It was 2000, the new millennia. 1999 eclipsed into the history books as easily as every other year and Y2K panic subsided around the globe.

At the end of the 90’s we left the city and moved to a rural farm community just outside Barrie Ontario. Clearview was nestled between Wasaga Beach & Angus.

I was driving a transit bus in Newmarket and did the 1-hour commute daily from the farm, while hubby worked at the Honda plant in Aliston. Two good jobs, both with good income.

We were growing our cannabis along a creek than ran through the back of the farm. Being in a rural area gave us the opportunity to increase the amount we grew. I was attending the GMM as well as the 420 Toronto rally’s annually.

In 2000 we started planning for our future even further. We purchased some farmland in Northern Ontario to retire on, 150 acres in Englehart Ontario. We were doing great; life was coming together nicely. Until it wasn’t.

In 2001, my hubby was injured on the job, he damaged his shoulder working the line. A misdiagnosis of the injury caused further damage and now he needed surgery. He would never be able to return to working the line again. In his mid 40’s he returned to school to train for a new career in purchasing and would spend the next three years in college.
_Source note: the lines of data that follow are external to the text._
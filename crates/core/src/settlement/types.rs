//! Settlement types.

use chrono::{DateTime, Utc};
use fiscalhost_shared::types::{AccountId, ExpenseId, SettlementId, TransactionGroupId};
use serde::{Deserialize, Serialize};

use crate::ledger::TransactionKind;

/// Where a host-to-platform debt stands.
#[derive(Debug, Clone, Copy, PartialEq, Eq, Hash, Serialize, Deserialize)]
#[serde(rename_all = "SCREAMING_SNAKE_CASE")]
pub enum SettlementStatus {
    /// The host owes the amount.
    Owed,
    /// The amount is on an invoice to the host.
    Invoiced,
    /// Paid or extinguished. Terminal.
    Settled,
}

impl SettlementStatus {
    /// Returns the storage name.
    #[must_use]
    pub const fn as_str(self) -> &'static str {
        match self {
            Self::Owed => "OWED",
            Self::Invoiced => "INVOICED",
            Self::Settled => "SETTLED",
        }
    }

    /// Checks if a transition is allowed.
    ///
    /// Status only moves forward, one step at a time. The refund engine
    /// closes an OWED debt directly and does not go through this table.
    #[must_use]
    pub const fn can_transition_to(self, next: Self) -> bool {
        matches!(
            (self, next),
            (Self::Owed, Self::Invoiced) | (Self::Invoiced, Self::Settled)
        )
    }
}

impl std::fmt::Display for SettlementStatus {
    fn fmt(&self, f: &mut std::fmt::Formatter<'_>) -> std::fmt::Result {
        f.write_str(self.as_str())
    }
}

impl std::str::FromStr for SettlementStatus {
    type Err = String;

    fn from_str(s: &str) -> Result<Self, Self::Err> {
        match s {
            "OWED" => Ok(Self::Owed),
            "INVOICED" => Ok(Self::Invoiced),
            "SETTLED" => Ok(Self::Settled),
            _ => Err(format!("Unknown settlement status: {s}")),
        }
    }
}

/// Settlement tracking for one debt group.
#[derive(Debug, Clone, PartialEq, Eq, Serialize, Deserialize)]
pub struct Settlement {
    /// Settlement identifier.
    pub id: SettlementId,
    /// Group holding the debt pair.
    pub transaction_group: TransactionGroupId,
    /// Kind of the debt pair (PLATFORM_TIP_DEBT).
    pub kind: TransactionKind,
    /// Host that owes the amount.
    pub host_account_id: AccountId,
    /// Current status.
    pub status: SettlementStatus,
    /// Invoice expense that settles the debt, once known.
    pub expense_id: Option<ExpenseId>,
    /// Creation timestamp.
    pub created_at: DateTime<Utc>,
    /// Last status change.
    pub updated_at: DateTime<Utc>,
}

impl Settlement {
    /// A new OWED settlement.
    #[must_use]
    pub fn owed(
        transaction_group: TransactionGroupId,
        kind: TransactionKind,
        host_account_id: AccountId,
        now: DateTime<Utc>,
    ) -> Self {
        Self {
            id: SettlementId::new(),
            transaction_group,
            kind,
            host_account_id,
            status: SettlementStatus::Owed,
            expense_id: None,
            created_at: now,
            updated_at: now,
        }
    }
}

/// A compare-and-set status change, applied inside a ledger commit.
#[derive(Debug, Clone, PartialEq, Eq, Serialize, Deserialize)]
pub struct SettlementTransition {
    /// Settlement to change.
    pub settlement_id: SettlementId,
    /// Status the settlement must still have.
    pub from: SettlementStatus,
    /// New status.
    pub to: SettlementStatus,
    /// Invoice to attach, if any.
    pub expense_id: Option<ExpenseId>,
}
In early 2002 my Doctor found a small lump during a breast exam. After doing some testing, the Doctor recommended removal because of my strong family history with Cancer. A small lump was removed, along with a section of my breast. At my post surgery appointment, they called it a “Pre-cancerous tumour” and told me I should not have any further issues.

By the Summer of 2002 we were fairly accomplished outdoor growers and had a great stable strain of cannabis that everyone loved. So, we ramped up, just a bit.
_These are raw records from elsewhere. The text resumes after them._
//! Ledger error types for validation, consistency and storage errors.
//!
//! This module defines the errors raised while writing or reversing
//! transaction groups, including the fee, currency and processor failures
//! that abort a write before anything is persisted.

use fiscalhost_shared::types::{AccountId, Currency, TransactionGroupId, TransactionId};
use fiscalhost_shared::{AppError, ErrorCategory};
use thiserror::Error;

use super::types::TransactionKind;
use crate::currency::CurrencyError;
use crate::fees::FeeError;
use crate::payment::ProcessorError;
use crate::settlement::SettlementStatus;

/// Errors that can occur during ledger operations.
#[derive(Debug, Error)]
pub enum LedgerError {
    // ========== Validation Errors ==========
    /// Pair amount must be positive.
    #[error("Amount must be positive, got {0}")]
    InvalidAmount(i64),

    /// The two legs of a pair do not sum to zero.
    #[error("Unbalanced {kind} pair in group {group}: credit {credit}, debit {debit}")]
    UnbalancedPair {
        /// Transaction group.
        group: TransactionGroupId,
        /// Pair kind.
        kind: TransactionKind,
        /// Credit leg amount.
        credit: i64,
        /// Debit leg amount.
        debit: i64,
    },

    /// A leg has no counterpart, or more than one.
    #[error("Transaction {transaction} has {found} counterparts, expected exactly 1")]
    CounterpartMismatch {
        /// Offending leg.
        transaction: TransactionId,
        /// Counterparts found.
        found: usize,
    },

    /// A leg's sign does not match its entry type.
    #[error("Transaction {0} has an amount sign inconsistent with its type")]
    SignMismatch(TransactionId),

    /// Refund request is malformed.
    #[error("Invalid refund: {0}")]
    InvalidRefund(String),

    /// Input failed validation.
    #[error("Validation error: {0}")]
    Validation(String),

    /// Fee or tax decomposition failed.
    #[error(transparent)]
    Fee(#[from] FeeError),

    /// Currency conversion failed.
    #[error(transparent)]
    Currency(#[from] CurrencyError),

    // ========== Funds Errors ==========
    /// The paying account cannot cover the amount.
    #[error("Insufficient funds in {account}: available {available} {currency}, required {required} {currency}")]
    InsufficientFunds {
        /// Paying account.
        account: AccountId,
        /// Derived balance.
        available: i64,
        /// Amount needed.
        required: i64,
        /// Currency of both figures.
        currency: Currency,
    },

    // ========== Not Found Errors ==========
    /// Transaction not found.
    #[error("Transaction not found: {0}")]
    TransactionNotFound(TransactionId),

    /// Transaction group not found.
    #[error("Transaction group not found: {0}")]
    GroupNotFound(TransactionGroupId),

    // ========== Consistency Errors ==========
    /// The leg already has a refund.
    #[error("Transaction {0} has already been refunded")]
    AlreadyRefunded(TransactionId),

    /// Refund legs cannot themselves be refunded.
    #[error("Transaction {0} is a refund and cannot be refunded")]
    RefundOfRefund(TransactionId),

    /// Entity is not in a state that allows the operation.
    #[error("Cannot {operation} {entity} in status {status}")]
    InvalidState {
        /// Entity type (`order`, `expense`).
        entity: &'static str,
        /// Current status.
        status: String,
        /// Attempted operation.
        operation: &'static str,
    },

    /// A settlement changed status concurrently or the transition is not allowed.
    #[error("Settlement status conflict: expected {expected}, found {actual}")]
    SettlementConflict {
        /// Status required by the transition.
        expected: SettlementStatus,
        /// Status found.
        actual: SettlementStatus,
    },

    // ========== External Errors ==========
    /// The payment processor failed.
    #[error(transparent)]
    Processor(#[from] ProcessorError),

    /// Storage failure.
    #[error("Storage error: {0}")]
    Store(String),

    /// Internal error.
    #[error("Internal error: {0}")]
    Internal(String),
}

impl LedgerError {
    /// Returns the error code for API responses.
    #[must_use]
    pub const fn error_code(&self) -> &'static str {
        match self {
            Self::InvalidAmount(_) => "INVALID_AMOUNT",
            Self::UnbalancedPair { .. } => "UNBALANCED_PAIR",
            Self::CounterpartMismatch { .. } => "COUNTERPART_MISMATCH",
            Self::SignMismatch(_) => "SIGN_MISMATCH",
            Self::InvalidRefund(_) => "INVALID_REFUND",
            Self::Validation(_) => "VALIDATION_ERROR",
            Self::Fee(err) => err.error_code(),
            Self::Currency(err) => err.error_code(),
            Self::InsufficientFunds { .. } => "INSUFFICIENT_FUNDS",
            Self::TransactionNotFound(_) => "TRANSACTION_NOT_FOUND",
            Self::GroupNotFound(_) => "TRANSACTION_GROUP_NOT_FOUND",
            Self::AlreadyRefunded(_) => "ALREADY_REFUNDED",
            Self::RefundOfRefund(_) => "REFUND_OF_REFUND",
            Self::InvalidState { .. } => "INVALID_STATE",
            Self::SettlementConflict { .. } => "SETTLEMENT_CONFLICT",
            Self::Processor(err) => err.error_code(),
            Self::Store(_) => "DATABASE_ERROR",
            Self::Internal(_) => "INTERNAL_ERROR",
        }
    }

    /// Returns the HTTP status code for this error.
    #[must_use]
    pub const fn http_status_code(&self) -> u16 {
        match self {
            // 400 Bad Request - validation errors
            Self::InvalidAmount(_)
            | Self::UnbalancedPair { .. }
            | Self::CounterpartMismatch { .. }
            | Self::SignMismatch(_)
            | Self::InvalidRefund(_)
            | Self::Validation(_) => 400,
            Self::Fee(err) => err.http_status_code(),
            Self::Currency(err) => err.http_status_code(),

            // 402 Payment Required
            Self::InsufficientFunds { .. } => 402,

            // 404 Not Found
            Self::TransactionNotFound(_) | Self::GroupNotFound(_) => 404,

            // 409 Conflict - consistency errors
            Self::AlreadyRefunded(_)
            | Self::RefundOfRefund(_)
            | Self::InvalidState { .. }
            | Self::SettlementConflict { .. } => 409,

            // 502 Bad Gateway
            Self::Processor(_) => 502,

            // 500 Internal Server Error
            Self::Store(_) | Self::Internal(_) => 500,
        }
    }

    /// Returns the error category.
    #[must_use]
    pub const fn category(&self) -> ErrorCategory {
        match self {
            Self::InvalidAmount(_)
            | Self::UnbalancedPair { .. }
            | Self::CounterpartMismatch { .. }
            | Self::SignMismatch(_)
            | Self::InvalidRefund(_)
            | Self::Validation(_) => ErrorCategory::Validation,
            Self::Fee(err) => err.category(),
            Self::Currency(err) => err.category(),
            Self::InsufficientFunds { .. } => ErrorCategory::InsufficientFunds,
            Self::TransactionNotFound(_) | Self::GroupNotFound(_) => ErrorCategory::NotFound,
            Self::AlreadyRefunded(_)
            | Self::RefundOfRefund(_)
            | Self::InvalidState { .. }
            | Self::SettlementConflict { .. } => ErrorCategory::Consistency,
            Self::Processor(_) => ErrorCategory::Processor,
            Self::Store(_) | Self::Internal(_) => ErrorCategory::Infrastructure,
        }
    }

    /// Returns true if the operation may succeed when retried.
    #[must_use]
    pub const fn is_retryable(&self) -> bool {
        match self {
            Self::Processor(err) => err.is_retryable(),
            Self::Currency(err) => err.is_retryable(),
            Self::Store(_) => true,
            _ => false,
        }
    }
}

impl From<LedgerError> for AppError {
    fn from(err: LedgerError) -> Self {
        match err {
            LedgerError::Fee(inner) => inner.into(),
            LedgerError::Currency(inner) => inner.into(),
            LedgerError::Processor(inner) => inner.into(),
            LedgerError::Store(msg) => Self::Database(msg),
            LedgerError::Internal(msg) => Self::Internal(msg),
            other => match other.category() {
                ErrorCategory::InsufficientFunds => Self::InsufficientFunds(other.to_string()),
                ErrorCategory::NotFound => Self::NotFound(other.to_string()),
                ErrorCategory::Consistency => Self::Conflict(other.to_string()),
                _ => Self::Validation(other.to_string()),
            },
        }
    }
}

#[cfg(test)]
mod tests {
    use super::*;

    #[test]
    fn test_error_codes() {
        let id = TransactionId::new();
        assert_eq!(LedgerError::AlreadyRefunded(id).error_code(), "ALREADY_REFUNDED");
        assert_eq!(LedgerError::InvalidAmount(0).error_code(), "INVALID_AMOUNT");
        assert_eq!(
            LedgerError::Fee(FeeError::NonPositiveAmount(0)).error_code(),
            "NON_POSITIVE_AMOUNT"
        );
    }

    #[test]
    fn test_http_status_codes() {
        let id = TransactionId::new();
        assert_eq!(LedgerError::InvalidAmount(-5).http_status_code(), 400);
        assert_eq!(LedgerError::TransactionNotFound(id).http_status_code(), 404);
        assert_eq!(LedgerError::AlreadyRefunded(id).http_status_code(), 409);
        assert_eq!(
            LedgerError::Processor(ProcessorError::new("declined")).http_status_code(),
            502
        );
        assert_eq!(LedgerError::Store("down".into()).http_status_code(), 500);
    }

    #[test]
    fn test_categories() {
        let id = TransactionId::new();
        assert_eq!(LedgerError::AlreadyRefunded(id).category(), ErrorCategory::Consistency);
        assert_eq!(
            LedgerError::InsufficientFunds {
                account: AccountId::new(),
                available: 100,
                required: 200,
                currency: Currency::Usd,
            }
            .category(),
            ErrorCategory::InsufficientFunds
        );
        assert_eq!(
            LedgerError::Fee(FeeError::NonPositiveAmount(0)).category(),
            ErrorCategory::Validation
        );
    }

    #[test]
    fn test_is_retryable() {
        assert!(LedgerError::Store("timeout".into()).is_retryable());
        assert!(!LedgerError::AlreadyRefunded(TransactionId::new()).is_retryable());
        assert!(LedgerError::Processor(ProcessorError::new("timeout").retryable()).is_retryable());
    }

    #[test]
    fn test_into_app_error() {
        let app: AppError = LedgerError::AlreadyRefunded(TransactionId::new()).into();
        assert_eq!(app.status_code(), 409);

        let app: AppError = LedgerError::InsufficientFunds {
            account: AccountId::new(),
            available: 0,
            required: 1,
            currency: Currency::Eur,
        }
        .into();
        assert_eq!(app.error_code(), "INSUFFICIENT_FUNDS");
    }
}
It was end of season; plants were about ready for harvest when we noticed a helicopter started spending what seemed like extended periods of time over the farm. We were close to Base Borden, so choppers were a common site, but this one seemed to be hanging around. We knew, they spotted the plants. We waited in the house for it to leave the area and as soon as it was gone we darted outside to the creek behind the house. Hatchets in hand, we started chopping! We got the entire crop of 50 plants pulled down in under an hour & stashed in the woods.

A few hours had passed since the chopper was there the first time, when it returned. This time, we sat out back in lawn chairs and watched it with binoculars, while the kids played in the field. The chopper hoovered overhead; in the vicinity it was when they spotted the plants. It hoovered there for an extended time, then began moving over from one side to the next, back, and forth. You could almost see them scratching their heads saying, “Well where did it go?” “I know it was right here, wasn’t it?!”
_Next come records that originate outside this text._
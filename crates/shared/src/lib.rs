//! Shared types, errors, and configuration for Fiscalhost.
//!
//! This crate provides common types used across all other crates:
//! - Money in integer minor units with ISO 4217 currencies
//! - Typed IDs for type-safe entity references
//! - Pagination types for ledger queries
//! - Application-wide error types
//! - Configuration management

pub mod config;
pub mod error;
pub mod types;

pub use config::{AppConfig, DatabaseConfig};
pub use error::{AppError, AppResult, ErrorCategory};
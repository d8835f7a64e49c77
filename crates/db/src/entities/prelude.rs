//! Entity re-exports.

pub use super::fx_rates::Entity as FxRates;
pub use super::orders::Entity as Orders;
pub use super::subscriptions::Entity as Subscriptions;
pub use super::transaction_settlements::Entity as TransactionSettlements;
pub use super::transactions::Entity as Transactions;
They floated around up there for about 40 mins, looking for the plants they had spotted when flying by earlier. We laughed while puffing a joint in the yard, mimicking what we pictured them doing, scratching their heads looking bewildered. This time we avoided the raid!

Then, in late October 2002 I had a major motor vehicle accident just outside Barrie, Ontario on the way home from work. The injuries I sustained that night, both physical as well as mentally would be devastating for me, and our family. Back, shoulder and arm damage would cause reoccurring pain for the foreseeable future, and of course, I could no longer work, especially driving a bus.

There we were, facing financial ruin less than 2 years from being on top of the world. Now with 2 mortgages, three kids, and no jobs, something had to give.

A few months later, we made the decision to keep the property that had the lowest payments. That was the Englehart farm.

It’s 2003 and we were moving to Northern Ontario sooner rather than later, 20 years earlier than planned.

The Doctors put me on one narcotic after another to control the pain in my back and legs. Dozens of antidepressants were prescribed over that time to combat the depression I had fallen into from the narcotics and constant pain I was experiencing. I was diagnosed as having PTSD, Depression, and Chronic Pain. Within 2 years of that accident I was eating 16 pills a day and wearing a narcotic patch. My life was now a blur, my children's mother was gone, my husband became my caregiver & held the family together.

I only have vague memories of Birthdays, Christmases, and Anniversaries from those years today. I was going through the motions of life, almost on autopilot, without any real sense of time or presence. I participated in my kids lives only when I could muster the energy to get up off the couch, which wasn’t often anymore. I was becoming more and more irritable and lost my patients regularly. I became cynical, adversarial, and confrontational to almost everyone. I had become a functional addict with a sanctioned prescription from my Doctor for PTSD, Depression and Chronic Pain, so that made it Okay somehow, to everyone.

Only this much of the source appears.